Pembuat film AAC bisa berkaca pada Francis Ford Coppola yang memindahkan setting Afrika ke belantara Vietnam saat mengadaptasi novel The Heart of Darkness untuk dijadikan film Apocalypse Now (1979). Hasilnya, malah jadi film perang klasik. Atau, bisa pula berkaca pada Peter Weir saat membuat The Year in Living Dangerously (1982), film soal kemelut politik di tahun 1960-an dari kacamata wartawan Australia. Lantaran tak dibolehkan syuting di Indonesia oleh rezim Soeharto, Weir memindahkan lanskap Indonesia ke Filipina.
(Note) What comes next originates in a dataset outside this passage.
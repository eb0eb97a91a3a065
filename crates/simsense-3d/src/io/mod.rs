/// PointCloud2-style wire message for organized clouds.
pub mod pointcloud2;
Weir membuat film yang dari segi penceritaan bagus, namun buat orang Indonesia yang menontonnya tentu saja menemukan banyak kejanggalan. Indonesia yang diupayakan hadir tak nampak. Dari segi setting, film Pengkhianatan G30S PKI (1984) Arifin C. Noer malah lebih unggul.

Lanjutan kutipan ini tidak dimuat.